**Saved data entries:**
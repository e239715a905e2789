// Copyright 2025 the Runebender Xilem Authors
// SPDX-License-Identifier: Apache-2.0

//! Field canvas widget - draws the field and lets fielders be dragged

mod paint;
mod pointer;
mod view;

pub use view::field_canvas;

use std::sync::Arc;

use kurbo::{Point, Size, Vec2};
use masonry::accesskit::{Node, Role};
use masonry::core::{
    AccessCtx, BoxConstraints, ChildrenIds, EventCtx, LayoutCtx, PaintCtx, PointerButton,
    PointerButtonEvent, PointerEvent, PointerUpdate, PropertiesMut, PropertiesRef, RegisterCtx,
    TextEvent, Update, UpdateCtx, Widget,
};
use masonry::vello::Scene;

use crate::field::{FieldLayout, surface_side};
use crate::model::{MarkerId, Strategy};
use crate::render::TextLayouter;
use crate::settings;

/// Action emitted by the field canvas
#[derive(Debug, Clone, PartialEq)]
pub enum CanvasAction {
    /// The square drawing surface was measured at a new side length
    Resized { side: f64 },
    /// A fielder was dropped
    MarkerMoved { id: MarkerId, position: Point },
    /// The overlay has been handed to the painter
    OverlayRendered,
}

/// A fielder being dragged
#[derive(Debug, Clone, Copy)]
pub(super) struct MarkerDrag {
    pub id: MarkerId,
    /// Marker center minus the pointer position at press time
    pub grab_offset: Vec2,
    /// Live marker position in surface coordinates
    pub position: Point,
}

/// The field diagram widget
pub struct FieldCanvasWidget {
    pub(super) strategy: Arc<Strategy>,
    pub(super) overlay_visible: bool,
    overlay_reported: bool,
    pub(super) layout: FieldLayout,
    reported_side: Option<f64>,
    pub(super) drag: Option<MarkerDrag>,
    pub(super) text: TextLayouter,
}

impl FieldCanvasWidget {
    pub fn new(strategy: Arc<Strategy>, overlay_visible: bool) -> Self {
        Self {
            strategy,
            overlay_visible,
            overlay_reported: false,
            layout: FieldLayout::default(),
            reported_side: None,
            drag: None,
            text: TextLayouter::new(),
        }
    }

    /// Offset of the drawing surface inside the widget
    pub(super) fn surface_origin() -> Vec2 {
        Vec2::new(settings::surface::PADDING, settings::surface::PADDING)
    }

    /// Convert widget-local coordinates to surface coordinates
    pub(super) fn to_surface(local: Point) -> Point {
        local - Self::surface_origin()
    }

    pub(super) fn set_overlay_visible(&mut self, visible: bool) {
        self.overlay_visible = visible;
        if !visible {
            self.overlay_reported = false;
        }
    }

    fn report_resize(&mut self, ctx: &mut LayoutCtx<'_>, side: f64) {
        let changed = self
            .reported_side
            .is_none_or(|last| (last - side).abs() > settings::surface::RESIZE_THRESHOLD);
        if changed {
            self.reported_side = Some(side);
            ctx.submit_action::<CanvasAction>(CanvasAction::Resized { side });
        }
    }
}

impl Widget for FieldCanvasWidget {
    type Action = CanvasAction;

    fn register_children(&mut self, _ctx: &mut RegisterCtx<'_>) {
        // Leaf widget - no children
    }

    fn update(
        &mut self,
        _ctx: &mut UpdateCtx<'_>,
        _props: &mut PropertiesMut<'_>,
        _event: &Update,
    ) {
    }

    fn layout(
        &mut self,
        ctx: &mut LayoutCtx<'_>,
        _props: &mut PropertiesMut<'_>,
        bc: &BoxConstraints,
    ) -> Size {
        let size = bc.max();
        let side = surface_side(size);
        self.layout = FieldLayout::for_width(side);
        self.report_resize(ctx, side);

        if self.overlay_visible && !self.overlay_reported {
            self.overlay_reported = true;
            ctx.submit_action::<CanvasAction>(CanvasAction::OverlayRendered);
        }
        size
    }

    fn paint(&mut self, ctx: &mut PaintCtx<'_>, _props: &PropertiesRef<'_>, scene: &mut Scene) {
        self.paint_background(scene, ctx.size());
        self.paint_field(scene);
    }

    fn on_pointer_event(
        &mut self,
        ctx: &mut EventCtx<'_>,
        _props: &mut PropertiesMut<'_>,
        event: &PointerEvent,
    ) {
        match event {
            PointerEvent::Down(PointerButtonEvent {
                button: Some(PointerButton::Primary),
                state,
                ..
            }) => {
                self.handle_pointer_down(ctx, state);
            }

            PointerEvent::Move(PointerUpdate { current, .. }) => {
                self.handle_pointer_move(ctx, current);
            }

            PointerEvent::Up(PointerButtonEvent {
                button: Some(PointerButton::Primary),
                state,
                ..
            }) => {
                self.handle_pointer_up(ctx, state);
            }

            PointerEvent::Cancel(_) => {
                self.handle_pointer_cancel(ctx);
            }

            _ => {}
        }
    }

    fn on_text_event(
        &mut self,
        _ctx: &mut EventCtx<'_>,
        _props: &mut PropertiesMut<'_>,
        _event: &TextEvent,
    ) {
        // No text handling needed
    }

    fn accessibility_role(&self) -> Role {
        Role::Canvas
    }

    fn accessibility(
        &mut self,
        _ctx: &mut AccessCtx<'_>,
        _props: &PropertiesRef<'_>,
        node: &mut Node,
    ) {
        node.set_label(format!(
            "Cricket field: {}",
            self.strategy.placement_display_name()
        ));
    }

    fn children_ids(&self) -> ChildrenIds {
        ChildrenIds::new()
    }
}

**WHAT THIS TASK INVOLVES:** What lines above mention "crate"? Copy each one.

**FINISHED EXERCISE:**
use crate::field::{FieldLayout, surface_side};
use crate::model::{MarkerId, Strategy};
use crate::render::TextLayouter;
use crate::settings;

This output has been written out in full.